A friend recently told me about Dartmouth's letterpress studio, which, as a grad student, I am allowed to use for free, including materials. There are two required orientation sessions, and since the studio is small they fill up fast. So I had been waiting months, but tonight I finally got into my first session. My second one will be a week from now. And then I will have free range in the studio during open hours (which are also limited to 6 people, I believe)!

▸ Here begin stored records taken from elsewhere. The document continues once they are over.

//! opchain: check, inspect and run typed operation pipelines
//!
//! ## Commands
//!
//! - **check**: build a pipeline document and report each stage's resolved signature
//! - **run**: run a pipeline over JSON input values
//! - **signature**: resolve the input/output signatures of one operation document
//! - **catalog**: list the registered operation kinds
//!
//! ## Example Usage
//!
//! ```bash
//! # Verify every edge of a pipeline composes
//! opchain check pipeline.yaml --deny-unknown
//!
//! # Run it over a JSON array (or JSON Lines) file
//! opchain run pipeline.yaml --input values.json
//!
//! # Run it over a single value
//! opchain run pipeline.yaml --value '"42"'
//!
//! # Resolve one operation document
//! opchain signature op.json --json
//! ```

use anyhow::Result;
use clap::{Parser, Subcommand};

use opchain::{logging, Settings};

mod opchain_cli;

use opchain_cli::{catalog::CatalogCmd, check::CheckCmd, run::RunCmd, signature::SignatureCmd};

#[derive(Parser)]
#[command(
    name = "opchain",
    author,
    version,
    about = "Typed operation pipelines",
    long_about = "Resolve, check and run declaratively composed operation pipelines.\n\n\
                  Every edge of a pipeline is type-checked before any value flows through it."
)]
struct Cli {
    #[command(subcommand)]
    command: Commands,

    /// Output as JSON instead of human-readable format
    #[arg(long, global = true)]
    json: bool,

    /// Verbose output (debug logging, operation kinds)
    #[arg(long, short, global = true)]
    verbose: bool,

    /// Log filter directive (overrides OPCHAIN_LOG and --verbose)
    #[arg(long, global = true)]
    log: Option<String>,
}

#[derive(Subcommand)]
enum Commands {
    /// Build a pipeline and report the signature of each stage
    Check(CheckCmd),

    /// Run a pipeline over JSON input values
    Run(RunCmd),

    /// Resolve the signatures of one operation document
    Signature(SignatureCmd),

    /// List registered operation kinds
    Catalog(CatalogCmd),
}

impl Commands {
    fn name(&self) -> &'static str {
        match self {
            Commands::Check(_) => "check",
            Commands::Run(_) => "run",
            Commands::Signature(_) => "signature",
            Commands::Catalog(_) => "catalog",
        }
    }

    fn deny_unknown(&self) -> bool {
        matches!(self, Commands::Check(cmd) if cmd.deny_unknown)
    }
}

fn main() -> Result<()> {
    let Cli {
        command,
        json,
        verbose,
        log,
    } = Cli::parse();

    let settings = Settings::from_env().with_overrides(log.as_deref(), verbose, command.deny_unknown());
    logging::init(&settings.log_filter)?;
    tracing::debug!(command = command.name(), ?settings, "starting");

    match command {
        Commands::Check(cmd) => cmd.execute(&settings, json, verbose),
        Commands::Run(cmd) => cmd.execute(&settings, json),
        Commands::Signature(cmd) => cmd.execute(json),
        Commands::Catalog(cmd) => cmd.execute(json),
    }
}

I got to the orientation session, and there were two girls already there, and an older gentleman, who I quickly learned was Bob, our instructor. The other two were sitting there silently, but I was feeling chatty, so I was asking Bob how long he's been working at Dartmouth (part of me thinks undergrads don't even think to ask questions like that (actually, I think I never knew to ask questions like that until I started meeting a lot of new people at contra dances, and then that is a pretty normal question)) and how he got into doing letterpress stuff. He said he took a class in high school, which I wish I could have done. He also said he started learning type-setting just as it was "going out of style" in favor of all automated things.
So anyhow, Bob is awesome. We are friends, and we are going to have a good time in that letterpress studio.

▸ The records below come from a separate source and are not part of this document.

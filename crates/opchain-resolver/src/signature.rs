//! Input/output signatures.

use smallvec::SmallVec;
use std::fmt;

use opchain_types::TypeDescriptor;

/// One slot of a tuple signature.
#[derive(Debug, Clone, PartialEq, Eq, Hash)]
pub enum SlotType {
    Known(TypeDescriptor),
    /// The slot's type could not be recovered; it accepts anything.
    Unknown,
}

impl SlotType {
    pub fn known(&self) -> Option<&TypeDescriptor> {
        match self {
            SlotType::Known(descriptor) => Some(descriptor),
            SlotType::Unknown => None,
        }
    }
}

impl fmt::Display for SlotType {
    fn fmt(&self, f: &mut fmt::Formatter<'_>) -> fmt::Result {
        match self {
            SlotType::Known(descriptor) => write!(f, "{descriptor}"),
            SlotType::Unknown => f.write_str("?"),
        }
    }
}

impl From<TypeDescriptor> for SlotType {
    fn from(descriptor: TypeDescriptor) -> Self {
        SlotType::Known(descriptor)
    }
}

/// Shape of one side (input or output) of an operation.
///
/// `Unknown` is assignable from and to anything. Signatures are immutable values;
/// resolving the same operation twice yields equal signatures.
#[derive(Debug, Clone, PartialEq, Eq, Hash)]
pub enum Signature {
    Single(TypeDescriptor),
    Tuple(SmallVec<[SlotType; 4]>),
    Unknown,
}

/// Discriminant of a [`Signature`].
#[derive(Debug, Clone, Copy, PartialEq, Eq, Hash)]
pub enum SignatureKind {
    Single,
    Tuple(usize),
    Unknown,
}

impl Signature {
    /// Build a signature from capability slots in declaration order.
    ///
    /// A single known slot is `Single`, a single unknown slot is `Unknown`, and
    /// anything wider is a `Tuple`.
    pub fn from_slots<I>(slots: I) -> Self
    where
        I: IntoIterator<Item = SlotType>,
    {
        let mut slots: SmallVec<[SlotType; 4]> = slots.into_iter().collect();
        match slots.len() {
            0 => Signature::Unknown,
            1 => match slots.remove(0) {
                SlotType::Known(descriptor) => Signature::Single(descriptor),
                SlotType::Unknown => Signature::Unknown,
            },
            _ => Signature::Tuple(slots),
        }
    }

    /// Tuple signature with every slot known.
    pub fn tuple<I>(descriptors: I) -> Self
    where
        I: IntoIterator<Item = TypeDescriptor>,
    {
        Signature::Tuple(descriptors.into_iter().map(SlotType::Known).collect())
    }

    pub fn single(name: &str) -> Self {
        Signature::Single(TypeDescriptor::named(name))
    }

    pub fn kind(&self) -> SignatureKind {
        match self {
            Signature::Single(_) => SignatureKind::Single,
            Signature::Tuple(slots) => SignatureKind::Tuple(slots.len()),
            Signature::Unknown => SignatureKind::Unknown,
        }
    }

    /// Number of slots, `None` when unknown.
    pub fn arity(&self) -> Option<usize> {
        match self {
            Signature::Single(_) => Some(1),
            Signature::Tuple(slots) => Some(slots.len()),
            Signature::Unknown => None,
        }
    }

    pub fn is_unknown(&self) -> bool {
        matches!(self, Signature::Unknown)
    }

    /// Whether the whole signature or any tuple slot is unknown.
    pub fn has_unknown(&self) -> bool {
        match self {
            Signature::Single(_) => false,
            Signature::Tuple(slots) => slots.iter().any(|slot| *slot == SlotType::Unknown),
            Signature::Unknown => true,
        }
    }

    /// Slots in order. `Unknown` has none.
    pub fn slots(&self) -> SmallVec<[SlotType; 4]> {
        match self {
            Signature::Single(descriptor) => SmallVec::from_elem(SlotType::Known(descriptor.clone()), 1),
            Signature::Tuple(slots) => slots.clone(),
            Signature::Unknown => SmallVec::new(),
        }
    }

    pub fn slot(&self, index: usize) -> Option<SlotType> {
        match self {
            Signature::Single(descriptor) if index == 0 => Some(SlotType::Known(descriptor.clone())),
            Signature::Single(_) => None,
            Signature::Tuple(slots) => slots.get(index).cloned(),
            Signature::Unknown => Some(SlotType::Unknown),
        }
    }
}

impl fmt::Display for Signature {
    fn fmt(&self, f: &mut fmt::Formatter<'_>) -> fmt::Result {
        match self {
            Signature::Single(descriptor) => write!(f, "{descriptor}"),
            Signature::Tuple(slots) => {
                f.write_str("(")?;
                for (i, slot) in slots.iter().enumerate() {
                    if i > 0 {
                        f.write_str(", ")?;
                    }
                    write!(f, "{slot}")?;
                }
                f.write_str(")")
            }
            Signature::Unknown => f.write_str("?"),
        }
    }
}

#[cfg(test)]
mod tests {
    use super::*;

    #[test]
    fn test_from_slots_collapses_single() {
        let long = TypeDescriptor::named("Long");
        assert_eq!(
            Signature::from_slots([SlotType::Known(long.clone())]),
            Signature::Single(long)
        );
        assert_eq!(Signature::from_slots([SlotType::Unknown]), Signature::Unknown);
        assert_eq!(Signature::from_slots(Vec::new()), Signature::Unknown);
        assert_eq!(
            Signature::from_slots([SlotType::Unknown, SlotType::Unknown]).kind(),
            SignatureKind::Tuple(2)
        );
    }

    #[test]
    fn test_display() {
        assert_eq!(Signature::single("Number").to_string(), "Number");
        let tuple = Signature::from_slots([
            SlotType::Known(TypeDescriptor::named("Long")),
            SlotType::Unknown,
        ]);
        assert_eq!(tuple.to_string(), "(Long, ?)");
        assert_eq!(Signature::Unknown.to_string(), "?");
    }

    #[test]
    fn test_arity_and_slots() {
        let pair = Signature::tuple([TypeDescriptor::named("Long"), TypeDescriptor::named("String")]);
        assert_eq!(pair.arity(), Some(2));
        assert_eq!(pair.slot(1), Some(SlotType::Known(TypeDescriptor::named("String"))));
        assert_eq!(pair.slot(2), None);
        assert!(!pair.has_unknown());
        assert_eq!(Signature::Unknown.arity(), None);
        assert_eq!(Signature::Unknown.slot(7), Some(SlotType::Unknown));
        assert_eq!(Signature::single("Long").slots().len(), 1);
    }
}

For the first half hour of orientation he told us a bit about the history of letterpress, gave us some handouts, talked a bit about the typecases. The terminology "upper case" and "lower case" when referring to THIS and this, respectively, came from the original typecases, in which the upper case letters were located in the upper typecase, and the lower case letters were located in the lower typecase. Pretty nifty bit of info that I never knew.
We were also instructed to bring a sonnet or other short poem to use as our practice piece. I am definitely not a poetry person, so I was having a hard time finding something that I was moderately okay with. This morning, out of desperation, I googled: "sonnets that don't suck", and was led to Sonnet 1928 by Elizabeth Bishop. It is actually quite nice.

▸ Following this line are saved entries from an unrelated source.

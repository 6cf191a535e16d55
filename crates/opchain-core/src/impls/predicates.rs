//! Leaf predicates.

use serde::Deserialize;
use serde_json::json;
use std::cmp::Ordering;
use std::sync::Arc;

use opchain_resolver::{Capability, Operation};
use opchain_types::{parse_descriptor, Nominal, TypeDescriptor, TypeRegistry, Value};

use crate::catalog::{fields, no_fields, Catalogued, OperationCatalog};
use crate::errors::DecodeError;
use crate::operation::{pair, Predicate};

macro_rules! predicate_operation {
    ($name:ident) => {
        impl Nominal for $name {
            const TYPE_NAME: &'static str = stringify!($name);
        }

        impl Operation for $name {
            fn type_descriptor(&self) -> TypeDescriptor {
                TypeDescriptor::of::<Self>()
            }

            fn capability(&self) -> Capability {
                Capability::Predicate
            }
        }
    };
}

/// True for any non-null value.
#[derive(Debug, Clone, Copy, Default)]
pub struct Exists;

predicate_operation!(Exists);

impl Catalogued for Exists {
    const DECLARATION: &'static str = "class Exists implements Predicate<Object>";

    fn decode(_catalog: &OperationCatalog, document: &serde_json::Value) -> Result<Self, DecodeError> {
        no_fields(Self::TYPE_NAME, document)?;
        Ok(Exists)
    }
}

impl Predicate for Exists {
    fn test(&self, input: &Value) -> bool {
        !input.is_null()
    }

    fn to_document(&self) -> serde_json::Value {
        json!({ "kind": Self::TYPE_NAME })
    }
}

/// Equality with a fixed value. Numbers compare by value across `Long` and `Double`.
#[derive(Debug, Clone, PartialEq, Deserialize)]
#[serde(deny_unknown_fields)]
pub struct IsEqual {
    pub value: Value,
}

predicate_operation!(IsEqual);

impl Catalogued for IsEqual {
    const DECLARATION: &'static str = "class IsEqual implements Predicate<Object>";

    fn decode(_catalog: &OperationCatalog, document: &serde_json::Value) -> Result<Self, DecodeError> {
        fields(Self::TYPE_NAME, document)
    }
}

fn values_equal(a: &Value, b: &Value) -> bool {
    a == b || a.compare(b) == Some(Ordering::Equal)
}

impl Predicate for IsEqual {
    fn test(&self, input: &Value) -> bool {
        values_equal(input, &self.value)
    }

    fn to_document(&self) -> serde_json::Value {
        json!({ "kind": Self::TYPE_NAME, "value": self.value })
    }
}

macro_rules! threshold_predicate {
    ($name:ident, $declaration:literal, $wanted:path, $doc:literal) => {
        #[doc = $doc]
        #[derive(Debug, Clone, PartialEq, Deserialize)]
        #[serde(deny_unknown_fields)]
        pub struct $name {
            pub value: Value,
            #[serde(default, rename = "orEqualTo")]
            pub or_equal_to: bool,
        }

        predicate_operation!($name);

        impl Catalogued for $name {
            const DECLARATION: &'static str = $declaration;

            fn decode(_catalog: &OperationCatalog, document: &serde_json::Value) -> Result<Self, DecodeError> {
                fields(Self::TYPE_NAME, document)
            }
        }

        impl Predicate for $name {
            fn test(&self, input: &Value) -> bool {
                match input.compare(&self.value) {
                    Some(Ordering::Equal) => self.or_equal_to,
                    Some(ordering) => ordering == $wanted,
                    None => false,
                }
            }

            fn to_document(&self) -> serde_json::Value {
                json!({
                    "kind": Self::TYPE_NAME,
                    "value": self.value,
                    "orEqualTo": self.or_equal_to,
                })
            }
        }
    };
}

threshold_predicate!(
    IsMoreThan,
    "class IsMoreThan implements Predicate<Comparable<Object>>",
    Ordering::Greater,
    "True when the input compares greater than `value` (or equal, with `orEqualTo`)."
);

threshold_predicate!(
    IsLessThan,
    "class IsLessThan implements Predicate<Comparable<Object>>",
    Ordering::Less,
    "True when the input compares less than `value` (or equal, with `orEqualTo`)."
);

/// Whole-string regular expression match. Non-string inputs are false.
#[derive(Debug, Clone)]
pub struct Regex {
    pattern: String,
    compiled: regex::Regex,
}

predicate_operation!(Regex);

impl Regex {
    pub fn new(pattern: &str) -> Result<Self, regex::Error> {
        let compiled = regex::Regex::new(&format!("^(?:{pattern})$"))?;
        Ok(Self {
            pattern: pattern.to_string(),
            compiled,
        })
    }

    pub fn pattern(&self) -> &str {
        &self.pattern
    }
}

#[derive(Deserialize)]
#[serde(deny_unknown_fields)]
struct RegexFields {
    value: String,
}

impl Catalogued for Regex {
    const DECLARATION: &'static str = "class Regex implements Predicate<String>";

    fn decode(_catalog: &OperationCatalog, document: &serde_json::Value) -> Result<Self, DecodeError> {
        let RegexFields { value } = fields(Self::TYPE_NAME, document)?;
        Regex::new(&value).map_err(|err| DecodeError::invalid(Self::TYPE_NAME, err.to_string()))
    }
}

impl Predicate for Regex {
    fn test(&self, input: &Value) -> bool {
        input.as_str().is_some_and(|text| self.compiled.is_match(text))
    }

    fn to_document(&self) -> serde_json::Value {
        json!({ "kind": Self::TYPE_NAME, "value": self.pattern })
    }
}

/// True when a list input contains `value`, or a map input has it as a value.
#[derive(Debug, Clone, PartialEq, Deserialize)]
#[serde(deny_unknown_fields)]
pub struct CollectionContains {
    pub value: Value,
}

predicate_operation!(CollectionContains);

impl Catalogued for CollectionContains {
    const DECLARATION: &'static str = "class CollectionContains implements Predicate<Collection<Object>>";

    fn decode(_catalog: &OperationCatalog, document: &serde_json::Value) -> Result<Self, DecodeError> {
        fields(Self::TYPE_NAME, document)
    }
}

impl Predicate for CollectionContains {
    fn test(&self, input: &Value) -> bool {
        match input {
            Value::List(items) => items.iter().any(|item| values_equal(item, &self.value)),
            Value::Map(entries) => entries.values().any(|item| values_equal(item, &self.value)),
            _ => false,
        }
    }

    fn to_document(&self) -> serde_json::Value {
        json!({ "kind": Self::TYPE_NAME, "value": self.value })
    }
}

/// True when the runtime type of the input is a subtype of a declared type.
#[derive(Debug, Clone)]
pub struct IsA {
    ty: TypeDescriptor,
    registry: Arc<TypeRegistry>,
}

predicate_operation!(IsA);

impl IsA {
    pub fn new(ty: TypeDescriptor, registry: Arc<TypeRegistry>) -> Self {
        Self { ty, registry }
    }

    pub fn target(&self) -> &TypeDescriptor {
        &self.ty
    }
}

#[derive(Deserialize)]
#[serde(deny_unknown_fields)]
struct IsAFields {
    #[serde(rename = "type")]
    ty: String,
}

impl Catalogued for IsA {
    const DECLARATION: &'static str = "class IsA implements Predicate<Object>";

    fn decode(catalog: &OperationCatalog, document: &serde_json::Value) -> Result<Self, DecodeError> {
        let IsAFields { ty } = fields(Self::TYPE_NAME, document)?;
        let ty = parse_descriptor(&ty).map_err(|err| DecodeError::invalid(Self::TYPE_NAME, err.to_string()))?;
        if !catalog.registry().contains(&ty) {
            return Err(DecodeError::invalid(
                Self::TYPE_NAME,
                format!("type `{ty}` is not declared"),
            ));
        }
        Ok(IsA::new(ty, Arc::clone(catalog.registry())))
    }
}

impl Predicate for IsA {
    fn test(&self, input: &Value) -> bool {
        input
            .descriptor()
            .is_some_and(|actual| self.registry.is_subtype(&actual, &self.ty))
    }

    fn to_document(&self) -> serde_json::Value {
        json!({ "kind": Self::TYPE_NAME, "type": self.ty.to_string() })
    }
}

/// Two-slot equality.
#[derive(Debug, Clone, Copy, Default)]
pub struct AreEqual;

predicate_operation!(AreEqual);

impl Catalogued for AreEqual {
    const DECLARATION: &'static str = "class AreEqual implements Predicate2<Object, Object>";

    fn decode(_catalog: &OperationCatalog, document: &serde_json::Value) -> Result<Self, DecodeError> {
        no_fields(Self::TYPE_NAME, document)?;
        Ok(AreEqual)
    }
}

impl Predicate for AreEqual {
    fn test(&self, input: &Value) -> bool {
        pair(Self::TYPE_NAME, input).is_ok_and(|(x, y)| values_equal(x, y))
    }

    fn to_document(&self) -> serde_json::Value {
        json!({ "kind": Self::TYPE_NAME })
    }
}

/// True when the first slot compares greater than the second.
#[derive(Debug, Clone, Copy, Default)]
pub struct IsXMoreThanY;

predicate_operation!(IsXMoreThanY);

impl Catalogued for IsXMoreThanY {
    const DECLARATION: &'static str =
        "class IsXMoreThanY implements Predicate2<Comparable<Object>, Comparable<Object>>";

    fn decode(_catalog: &OperationCatalog, document: &serde_json::Value) -> Result<Self, DecodeError> {
        no_fields(Self::TYPE_NAME, document)?;
        Ok(IsXMoreThanY)
    }
}

impl Predicate for IsXMoreThanY {
    fn test(&self, input: &Value) -> bool {
        pair(Self::TYPE_NAME, input).is_ok_and(|(x, y)| x.compare(y) == Some(Ordering::Greater))
    }

    fn to_document(&self) -> serde_json::Value {
        json!({ "kind": Self::TYPE_NAME })
    }
}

Setting type is a wonderful process that takes a fair amount of time, all while being quite meticulous. The amount of care put into forming each word made me so much more appreciative of the richness of the poem, which is not something I had expected. That Elizabeth Bishop certainly could make words beautiful.
There wasn't enough time to actually do any printing of my sonnet, but next Monday I should be able to do that. I also forgot my camera, but Bob said that I can take pictures as long as I give him 50% of any proceeds of sales of the photos. So next week I will have another letterpress adventures post, complete with (hopefully) neat-o photos!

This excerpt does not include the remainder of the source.